Лишь только первый грузовик, качнувшись в воротах, выехал в переулок, служащие, стоящие на платформе и держащие друг друга за плечи, раскрыли рты, и весь переулок огласился популярной песней. Второй грузовик подхватил, за ним и третий. Так и поехали. Прохожие, бегущие по своим делам, бросали на грузовики лишь беглый взгляд, ничуть не удивляясь и полагая, что это экскурсия едет за город.

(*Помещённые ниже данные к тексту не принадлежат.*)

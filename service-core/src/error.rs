use axum::{
    Json,
    http::StatusCode,
    response::{IntoResponse, Response},
};
use serde::Serialize;
use thiserror::Error;

#[derive(Debug, Error)]
pub enum AppError {
    #[error("Unprocessable entity: {0}")]
    UnprocessableEntity(String),

    #[error("Not found: {0}")]
    NotFound(anyhow::Error),

    /// A call to an upstream generation provider failed. Every provider
    /// failure class (network, auth, rate limit, bad payload) lands here.
    #[error("Upstream generation failure: {0}")]
    UpstreamError(String),

    #[error("Internal server error: {0}")]
    InternalError(#[from] anyhow::Error),

    #[error("Configuration error: {0}")]
    ConfigError(anyhow::Error),
}

impl From<config::ConfigError> for AppError {
    fn from(err: config::ConfigError) -> Self {
        AppError::ConfigError(anyhow::Error::new(err))
    }
}

impl From<std::io::Error> for AppError {
    fn from(err: std::io::Error) -> Self {
        AppError::InternalError(anyhow::Error::new(err))
    }
}

/// JSON body returned for every error response.
#[derive(Debug, Serialize)]
pub struct ErrorResponse {
    pub error: String,
    #[serde(skip_serializing_if = "Option::is_none")]
    pub detail: Option<String>,
}

impl AppError {
    pub fn status_code(&self) -> StatusCode {
        match self {
            AppError::UnprocessableEntity(_) => StatusCode::UNPROCESSABLE_ENTITY,
            AppError::NotFound(_) => StatusCode::NOT_FOUND,
            AppError::UpstreamError(_)
            | AppError::InternalError(_)
            | AppError::ConfigError(_) => StatusCode::INTERNAL_SERVER_ERROR,
        }
    }
}

impl IntoResponse for AppError {
    fn into_response(self) -> Response {
        let status = self.status_code();

        let (error_message, detail) = match self {
            AppError::UnprocessableEntity(msg) => ("Validation error".to_string(), Some(msg)),
            AppError::NotFound(err) => (err.to_string(), None),
            AppError::UpstreamError(msg) => {
                tracing::error!(error = %msg, "Upstream generation failure");
                ("Upstream generation failure".to_string(), Some(msg))
            }
            AppError::InternalError(err) => {
                tracing::error!(error = ?err, "Internal server error");
                (
                    "Internal server error".to_string(),
                    Some(format!("{:#}", err)),
                )
            }
            AppError::ConfigError(err) => (
                "Configuration error".to_string(),
                Some(err.to_string()),
            ),
        };

        (
            status,
            Json(ErrorResponse {
                error: error_message,
                detail,
            }),
        )
            .into_response()
    }
}
use axum::{extract::State, http::Uri, response::IntoResponse, Json};
use serde_json::json;
use service_core::error::AppError;

use crate::services::metrics::get_metrics;
use crate::startup::AppState;

pub async fn health_check(State(state): State<AppState>) -> impl IntoResponse {
    Json(json!({
        "status": "ok",
        "service": "search-service",
        "provider": state.search.provider_name(),
        "model": state.config.gemini.model,
        "version": env!("CARGO_PKG_VERSION")
    }))
}

pub async fn metrics() -> impl IntoResponse {
    get_metrics()
}

pub async fn not_found(uri: Uri) -> AppError {
    AppError::NotFound(anyhow::anyhow!("No route for {}", uri.path()))
}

Прохожие, бегущие по своим делам, давно привыкшие к тому, что у нас по всякому поводу (и без повода) поют, — поют на заседаниях, в служебное время (вспомним, как негодовал по этому поводу профессор Преображенский в булгаковском «Собачьем сердце», считавший, что петь должны в Большом театре, а он, врач, должен оперировать), — прохожие не удивляются, увидав среди бела дня грузовики, набитые поющими людьми. Им это нелепое и странное зрелище представляется будничным, вполне обычным.
Им невдомек, что даже это сверхбанальное событие, которое никого не в состоянии удивить, — что даже оно имеет свою тайную, глубоко скрытую от их зрения причину. Что и за ним кроются каверзные штучки той всемогущей силы, которая призвана следить за тем, чтобы «все было правильно» в мире.
Весь, как у нас нынче говорят, «сюр», всю абсурдность, всю нелепую фантасмагорию советского бытия Булгаков видит так же остро и так же остраненно, как Зощенко. И частенько он даже изображает ее как будто совершенно теми же средствами.